Meanwhile, as software and computer languages are not created to be explored by artists, designers or architects and, since their goals are sometimes opposed those of scientists, engineers and businessmen, it is extremely important for them to know computer languages in order to create software that explores the conceptual, the emotional and the sensorial fields. In order to clarify this statement, a few relevant examples in Brazil of interactive and physical computer artwork dealing with the concepts explored before have been chosen:
1. Affective bracelet is a piece of jewellery created by Flávia Amadeu, which features a galvanomic skin-resistance sensor that measures biometric signals of its users, translating them in five coloured lights to unveil their emotional state. The bracelet is also built with natural rubber from the Amazon, aiming to sustainably add value to natural products.
Figure 01 Affective bracelet prototype
2. Caracolomobilis primus is a work in progress conceived by the group SACI based on the visionary concept of computational constructs that are almost architecture, mobiles and mutable, able to recognise, answer and express emotion and affect when sharing the participants´ emotional states.10 The artificial responsive organism is controlled by a kinetic system while an affective system allows its expression through sounds, and an illumination system lights it up. The artificial organism is now in prototype form. It opens and alights when the participants enter the installation space. It emits sound when they touch two steel bars. In doing this they communicate to the artificial organism their biometric signals which are then translated as emotional states and converted into five different sounds. This means that the space will answer to the participants’ touch. Inside the dark blue installation space, the organism will hang from the ceiling over a mirror lake.
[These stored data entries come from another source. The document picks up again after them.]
use chrono::{DateTime, Utc};
use serde::{Deserialize, Serialize};
use uuid::Uuid;

use std::fmt;
use std::str::FromStr;

/// Unique identifier for a notebook, wrapping a UUID v7 (time-sortable).
#[derive(Debug, Clone, PartialEq, Eq, Hash, Serialize, Deserialize)]
pub struct NotebookId(pub Uuid);

impl NotebookId {
    /// Create a new NotebookId using UUID v7 (time-sortable, guaranteed ordering).
    pub fn new() -> Self {
        Self(Uuid::now_v7())
    }

    /// Create a NotebookId from an existing UUID.
    pub fn from_uuid(uuid: Uuid) -> Self {
        Self(uuid)
    }
}

impl Default for NotebookId {
    fn default() -> Self {
        Self::new()
    }
}

impl fmt::Display for NotebookId {
    fn fmt(&self, f: &mut fmt::Formatter<'_>) -> fmt::Result {
        write!(f, "{}", self.0)
    }
}

impl FromStr for NotebookId {
    type Err = uuid::Error;

    fn from_str(s: &str) -> Result<Self, Self::Err> {
        Ok(Self(Uuid::parse_str(s)?))
    }
}

/// A notebook: the top-level workspace grouping chat sessions.
///
/// Notebooks are created explicitly by the user, can be renamed and
/// archived, and own their chat sessions. Deleting a notebook removes
/// its sessions and their messages.
#[derive(Debug, Clone, Serialize, Deserialize)]
pub struct Notebook {
    pub id: NotebookId,
    /// Display name (non-empty after trimming).
    pub name: String,
    /// Freeform description, may be empty. Fed to the assistant as context.
    pub description: String,
    /// Archived notebooks are hidden from default listings but keep all data.
    pub archived: bool,
    pub created_at: DateTime<Utc>,
    pub updated_at: DateTime<Utc>,
}

/// Request to create a new notebook. Only `name` is required.
#[derive(Debug, Clone, Serialize, Deserialize)]
pub struct CreateNotebookRequest {
    pub name: String,
    pub description: Option<String>,
}

/// Partial update for a notebook. Omitted fields are left untouched.
#[derive(Debug, Clone, Default, Serialize, Deserialize)]
pub struct UpdateNotebookRequest {
    pub name: Option<String>,
    pub description: Option<String>,
    pub archived: Option<bool>,
}

#[cfg(test)]
mod tests {
    use super::*;

    #[test]
    fn test_notebook_id_display_roundtrip() {
        let id = NotebookId::new();
        let s = id.to_string();
        let parsed: NotebookId = s.parse().unwrap();
        assert_eq!(id, parsed);
    }

    #[test]
    fn test_notebook_id_serializes_as_uuid_string() {
        let id = NotebookId::new();
        let json = serde_json::to_string(&id).unwrap();
        assert_eq!(json, format!("\"{}\"", id.0));
    }

    #[test]
    fn test_notebook_serialize() {
        let notebook = Notebook {
            id: NotebookId::new(),
            name: "Thesis research".to_string(),
            description: String::new(),
            archived: false,
            created_at: Utc::now(),
            updated_at: Utc::now(),
        };
        let json = serde_json::to_string(&notebook).unwrap();
        assert!(json.contains("\"archived\":false"));
        assert!(json.contains("Thesis research"));
    }

    #[test]
    fn test_update_request_default_is_all_none() {
        let req = UpdateNotebookRequest::default();
        assert!(req.name.is_none());
        assert!(req.description.is_none());
        assert!(req.archived.is_none());
    }
}
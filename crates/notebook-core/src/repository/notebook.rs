//! Notebook repository trait definition.

use notebook_types::error::RepositoryError;
use notebook_types::notebook::{Notebook, NotebookId};

use super::SortOrder;

/// Filter criteria for listing notebooks.
#[derive(Debug, Clone, Default)]
pub struct NotebookFilter {
    /// Filter by archived flag. `None` returns both.
    pub archived: Option<bool>,
    /// Sort direction on `updated_at`.
    pub sort_order: Option<SortOrder>,
    /// Maximum number of results.
    pub limit: Option<i64>,
    /// Number of results to skip (offset pagination).
    pub offset: Option<i64>,
}

/// Repository trait for notebook persistence.
///
/// Implementations live in notebook-infra (e.g., `SqliteNotebookRepository`).
/// Uses native async fn in traits (RPITIT, Rust 2024 edition).
pub trait NotebookRepository: Send + Sync {
    /// Create a new notebook. Returns the created notebook.
    fn create(
        &self,
        notebook: &Notebook,
    ) -> impl std::future::Future<Output = Result<Notebook, RepositoryError>> + Send;

    /// Get a notebook by its unique ID. Absent is not an error here.
    fn get_by_id(
        &self,
        id: &NotebookId,
    ) -> impl std::future::Future<Output = Result<Option<Notebook>, RepositoryError>> + Send;

    /// List notebooks with optional filtering, sorting, and pagination.
    fn list(
        &self,
        filter: Option<NotebookFilter>,
    ) -> impl std::future::Future<Output = Result<Vec<Notebook>, RepositoryError>> + Send;

    /// Update an existing notebook. Returns the updated notebook.
    fn update(
        &self,
        notebook: &Notebook,
    ) -> impl std::future::Future<Output = Result<Notebook, RepositoryError>> + Send;

    /// Permanently delete a notebook by ID.
    ///
    /// Storage cascades the delete to the notebook's sessions and their
    /// messages in the same transaction.
    fn delete(
        &self,
        id: &NotebookId,
    ) -> impl std::future::Future<Output = Result<(), RepositoryError>> + Send;

    /// Count all notebooks.
    fn count(&self) -> impl std::future::Future<Output = Result<u64, RepositoryError>> + Send;
}
//! Application error type mapping to HTTP status codes and envelope format.
//!
//! The access layer exposes a closed error taxonomy; each kind gets its
//! own status code so callers can tell a caller mistake (404/400) from a
//! retryable storage outage (503) or a genuine server fault (500).

use axum::http::StatusCode;
use axum::response::{IntoResponse, Response};
use serde_json::json;

use notebook_types::error::{ChatError, NotebookError};

/// Application-level error that maps to HTTP responses.
#[derive(Debug)]
pub enum AppError {
    /// Notebook-related errors.
    Notebook(NotebookError),
    /// Chat session/message errors.
    Chat(ChatError),
    /// Validation error (malformed identifiers, bad parameters).
    Validation(String),
    /// Generic internal error.
    Internal(String),
}

impl From<NotebookError> for AppError {
    fn from(e: NotebookError) -> Self {
        AppError::Notebook(e)
    }
}

impl From<ChatError> for AppError {
    fn from(e: ChatError) -> Self {
        AppError::Chat(e)
    }
}

impl AppError {
    fn parts(&self) -> (StatusCode, &'static str, String) {
        match self {
            AppError::Notebook(NotebookError::NotFound) => (
                StatusCode::NOT_FOUND,
                "NOTEBOOK_NOT_FOUND",
                "Notebook not found".to_string(),
            ),
            AppError::Notebook(NotebookError::InvalidName(msg)) => {
                (StatusCode::BAD_REQUEST, "VALIDATION_ERROR", msg.clone())
            }
            AppError::Notebook(NotebookError::StorageUnavailable)
            | AppError::Chat(ChatError::StorageUnavailable) => (
                StatusCode::SERVICE_UNAVAILABLE,
                "STORAGE_UNAVAILABLE",
                "Storage backend unavailable".to_string(),
            ),
            AppError::Notebook(e) => (
                StatusCode::INTERNAL_SERVER_ERROR,
                "NOTEBOOK_ERROR",
                e.to_string(),
            ),
            AppError::Chat(ChatError::NotebookNotFound) => (
                StatusCode::NOT_FOUND,
                "NOTEBOOK_NOT_FOUND",
                "Notebook not found".to_string(),
            ),
            AppError::Chat(ChatError::SessionNotFound) => (
                StatusCode::NOT_FOUND,
                "SESSION_NOT_FOUND",
                "Chat session not found".to_string(),
            ),
            AppError::Chat(ChatError::MessageNotFound) => (
                StatusCode::NOT_FOUND,
                "MESSAGE_NOT_FOUND",
                "Chat message not found".to_string(),
            ),
            AppError::Chat(e) => (
                StatusCode::INTERNAL_SERVER_ERROR,
                "CHAT_ERROR",
                e.to_string(),
            ),
            AppError::Validation(msg) => {
                (StatusCode::BAD_REQUEST, "VALIDATION_ERROR", msg.clone())
            }
            AppError::Internal(msg) => {
                (StatusCode::INTERNAL_SERVER_ERROR, "INTERNAL_ERROR", msg.clone())
            }
        }
    }
}

impl IntoResponse for AppError {
    fn into_response(self) -> Response {
        let (status, code, message) = self.parts();

        let body = json!({
            "data": null,
            "meta": {
                "request_id": "",
                "timestamp": chrono::Utc::now().to_rfc3339(),
                "response_time_ms": 0
            },
            "errors": [{
                "code": code,
                "message": message,
            }]
        });

        (
            status,
            [(axum::http::header::CONTENT_TYPE, "application/json")],
            body.to_string(),
        )
            .into_response()
    }
}

#[cfg(test)]
mod tests {
    use super::*;

    #[test]
    fn test_not_found_kinds_map_to_404() {
        for err in [
            AppError::Notebook(NotebookError::NotFound),
            AppError::Chat(ChatError::NotebookNotFound),
            AppError::Chat(ChatError::SessionNotFound),
            AppError::Chat(ChatError::MessageNotFound),
        ] {
            assert_eq!(err.parts().0, StatusCode::NOT_FOUND);
        }
    }

    #[test]
    fn test_unavailable_maps_to_503() {
        let err = AppError::Chat(ChatError::StorageUnavailable);
        assert_eq!(err.parts().0, StatusCode::SERVICE_UNAVAILABLE);
    }

    #[test]
    fn test_validation_maps_to_400() {
        let err = AppError::Validation("Invalid UUID: zzz".to_string());
        let (status, code, _) = err.parts();
        assert_eq!(status, StatusCode::BAD_REQUEST);
        assert_eq!(code, "VALIDATION_ERROR");
    }

    #[test]
    fn test_storage_fault_maps_to_500() {
        let err = AppError::Chat(ChatError::StorageError("disk full".to_string()));
        assert_eq!(err.parts().0, StatusCode::INTERNAL_SERVER_ERROR);
    }
}
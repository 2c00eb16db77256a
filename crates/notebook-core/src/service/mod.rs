//! Business logic services (use cases).
//!
//! Services orchestrate repository calls and business rules. They depend
//! on traits (ports) -- never on concrete infrastructure implementations.

pub mod notebook;
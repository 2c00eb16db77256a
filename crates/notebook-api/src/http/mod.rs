//! HTTP/REST API layer for Open Notebook.
//!
//! Axum-based REST API at `/api/v1/` with envelope response format and
//! CORS support.

pub mod error;
pub mod handlers;
pub mod response;
pub mod router;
It is also made with natural rubber from the Amazon, coloured with fluorescent dark blue pigments that respond to black light (dark violet), aiming to add value to natural Brazilian forest products. This installation aims to involve people from different disciplines in thinking about and developing interactive affective tools as a mode to create more symbiotic and visceral human/machine interaction.

Figure 02: Caracolomobilis primus: the object

Figure 03: Caracolomobilis primus: the installation
3. Op_era: hyperviews by Daniela Kutschat and Rejane Cantoni is an installation dealing with high dimensions. It used projections of a hypercube as flashed lines of lights, using the property of image latency at the viewers´ retinas to create a feeling of immersion—as if one were inside a hypercube.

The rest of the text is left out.